Find the line that contains "Acceptable availability zones."; then retype it and each line after it, exactly, through the final line of the data below.

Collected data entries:
•••

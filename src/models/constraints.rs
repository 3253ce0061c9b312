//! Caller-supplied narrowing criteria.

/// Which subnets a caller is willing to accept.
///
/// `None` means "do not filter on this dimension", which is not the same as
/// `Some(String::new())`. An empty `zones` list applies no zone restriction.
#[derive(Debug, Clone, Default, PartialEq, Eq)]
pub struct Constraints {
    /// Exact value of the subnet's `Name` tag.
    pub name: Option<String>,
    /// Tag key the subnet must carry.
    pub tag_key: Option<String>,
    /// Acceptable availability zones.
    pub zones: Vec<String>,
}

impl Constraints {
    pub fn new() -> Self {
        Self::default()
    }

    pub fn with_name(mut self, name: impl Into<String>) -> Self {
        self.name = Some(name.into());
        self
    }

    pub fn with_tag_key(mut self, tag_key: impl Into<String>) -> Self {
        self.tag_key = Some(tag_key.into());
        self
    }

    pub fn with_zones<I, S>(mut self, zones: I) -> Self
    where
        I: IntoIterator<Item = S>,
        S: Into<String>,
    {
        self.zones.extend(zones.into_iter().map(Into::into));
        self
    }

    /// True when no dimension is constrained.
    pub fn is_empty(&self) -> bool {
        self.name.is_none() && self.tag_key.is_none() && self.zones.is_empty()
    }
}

•••

THE COMPLETED TASK
    /// Acceptable availability zones.
    pub zones: Vec<String>,
}

impl Constraints {
    pub fn new() -> Self {
        Self::default()
    }

    pub fn with_name(mut self, name: impl Into<String>) -> Self {
        self.name = Some(name.into());
        self
    }

    pub fn with_tag_key(mut self, tag_key: impl Into<String>) -> Self {
        self.tag_key = Some(tag_key.into());
        self
    }

    pub fn with_zones<I, S>(mut self, zones: I) -> Self
    where
        I: IntoIterator<Item = S>,
        S: Into<String>,
    {
        self.zones.extend(zones.into_iter().map(Into::into));
        self
    }

    /// True when no dimension is constrained.
    pub fn is_empty(&self) -> bool {
        self.name.is_none() && self.tag_key.is_none() && self.zones.is_empty()
    }
}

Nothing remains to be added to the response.